-- WHAT IS EXPECTED --
Word for word, return every record.

START ENTRIES PROVIDED

//! # Config Loader
//!
//! Configuration loading and parsing module.
//!
//! Responsibilities:
//! - Parse TOML/JSON configuration files
//! - Validate configuration legality
//! - Generate `RelayConfig`
//!
//! # Example
//!
//! ```no_run
//! use config_loader::ConfigLoader;
//! use std::path::Path;
//!
//! let config = ConfigLoader::load_from_path(Path::new("relay.toml")).unwrap();
//! println!("Listening on: {}", config.server.bind_addr);
//! ```

mod parser;
mod validator;

pub use contracts::RelayConfig;
pub use parser::ConfigFormat;

use contracts::ContractError;
use std::path::Path;

/// Configuration loader
///
/// Provides static methods to load configuration from files or strings.
pub struct ConfigLoader;

impl ConfigLoader {
    /// Load configuration from file path
    ///
    /// Automatically detects format from file extension (.toml / .json).
    ///
    /// # Errors
    /// - File read failure
    /// - Unsupported format
    /// - Parse failure
    /// - Validation failure
    pub fn load_from_path(path: &Path) -> Result<RelayConfig, ContractError> {
        let format = Self::detect_format(path)?;
        let content = Self::read_file(path)?;
        Self::load_from_str(&content, format)
    }

    /// Load configuration from string
    ///
    /// # Errors
    /// - Parse failure
    /// - Validation failure
    pub fn load_from_str(content: &str, format: ConfigFormat) -> Result<RelayConfig, ContractError> {
        Self::parse_and_validate(content, format)
    }

    /// Validate an already-built configuration (e.g. after CLI overrides)
    pub fn validate(config: &RelayConfig) -> Result<(), ContractError> {
        validator::validate(config)
    }

    /// Serialize RelayConfig to TOML string
    pub fn to_toml(config: &RelayConfig) -> Result<String, ContractError> {
        toml::to_string_pretty(config)
            .map_err(|e| ContractError::config_parse(format!("TOML serialize error: {e}")))
    }

    /// Serialize RelayConfig to JSON string
    pub fn to_json(config: &RelayConfig) -> Result<String, ContractError> {
        serde_json::to_string_pretty(config)
            .map_err(|e| ContractError::config_parse(format!("JSON serialize error: {e}")))
    }
}

impl ConfigLoader {
    /// Infer configuration format from file extension
    fn detect_format(path: &Path) -> Result<ConfigFormat, ContractError> {
        let ext = path.extension().and_then(|e| e.to_str()).ok_or_else(|| {
            ContractError::config_parse("cannot determine file format from extension")
        })?;

        ConfigFormat::from_extension(ext).ok_or_else(|| {
            ContractError::config_parse(format!("unsupported config format: .{ext}"))
        })
    }

    /// Read configuration file content
    fn read_file(path: &Path) -> Result<String, ContractError> {
        Ok(std::fs::read_to_string(path)?)
    }

    /// Parse and validate configuration content
    fn parse_and_validate(
        content: &str,
        format: ConfigFormat,
    ) -> Result<RelayConfig, ContractError> {
        let config = parser::parse(content, format)?;
        validator::validate(&config)?;
        Ok(config)
    }
}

END ENTRIES PROVIDED

-- WRITTEN REPLY --
//! # Config Loader
//!
//! Configuration loading and parsing module.
//!
//! Responsibilities:
//! - Parse TOML/JSON configuration files
//! - Validate configuration legality
//! - Generate `RelayConfig`
//!
//! # Example
//!
//! ```no_run
//! use config_loader::ConfigLoader;
//! use std::path::Path;
//!
//! let config = ConfigLoader::load_from_path(Path::new("relay.toml")).unwrap();
//! println!("Listening on: {}", config.server.bind_addr);
//! ```

mod parser;
mod validator;

pub use contracts::RelayConfig;
pub use parser::ConfigFormat;

use contracts::ContractError;
use std::path::Path;

/// Configuration loader
///
/// Provides static methods to load configuration from files or strings.
pub struct ConfigLoader;

impl ConfigLoader {
    /// Load configuration from file path
    ///
    /// Automatically detects format from file extension (.toml / .json).
    ///
    /// # Errors
    /// - File read failure
    /// - Unsupported format
    /// - Parse failure
    /// - Validation failure
    pub fn load_from_path(path: &Path) -> Result<RelayConfig, ContractError> {
        let format = Self::detect_format(path)?;
        let content = Self::read_file(path)?;
        Self::load_from_str(&content, format)
    }

    /// Load configuration from string
    ///
    /// # Errors
    /// - Parse failure
    /// - Validation failure
    pub fn load_from_str(content: &str, format: ConfigFormat) -> Result<RelayConfig, ContractError> {
        Self::parse_and_validate(content, format)
    }

    /// Validate an already-built configuration (e.g. after CLI overrides)
    pub fn validate(config: &RelayConfig) -> Result<(), ContractError> {
        validator::validate(config)
    }

    /// Serialize RelayConfig to TOML string
    pub fn to_toml(config: &RelayConfig) -> Result<String, ContractError> {
        toml::to_string_pretty(config)
            .map_err(|e| ContractError::config_parse(format!("TOML serialize error: {e}")))
    }

    /// Serialize RelayConfig to JSON string
    pub fn to_json(config: &RelayConfig) -> Result<String, ContractError> {
        serde_json::to_string_pretty(config)
            .map_err(|e| ContractError::config_parse(format!("JSON serialize error: {e}")))
    }
}

impl ConfigLoader {
    /// Infer configuration format from file extension
    fn detect_format(path: &Path) -> Result<ConfigFormat, ContractError> {
        let ext = path.extension().and_then(|e| e.to_str()).ok_or_else(|| {
            ContractError::config_parse("cannot determine file format from extension")
        })?;

        ConfigFormat::from_extension(ext).ok_or_else(|| {
            ContractError::config_parse(format!("unsupported config format: .{ext}"))
        })
    }

    /// Read configuration file content
    fn read_file(path: &Path) -> Result<String, ContractError> {
        Ok(std::fs::read_to_string(path)?)
    }

    /// Parse and validate configuration content
    fn parse_and_validate(
        content: &str,
        format: ConfigFormat,
    ) -> Result<RelayConfig, ContractError> {
        let config = parser::parse(content, format)?;
        validator::validate(&config)?;
        Ok(config)
    }
}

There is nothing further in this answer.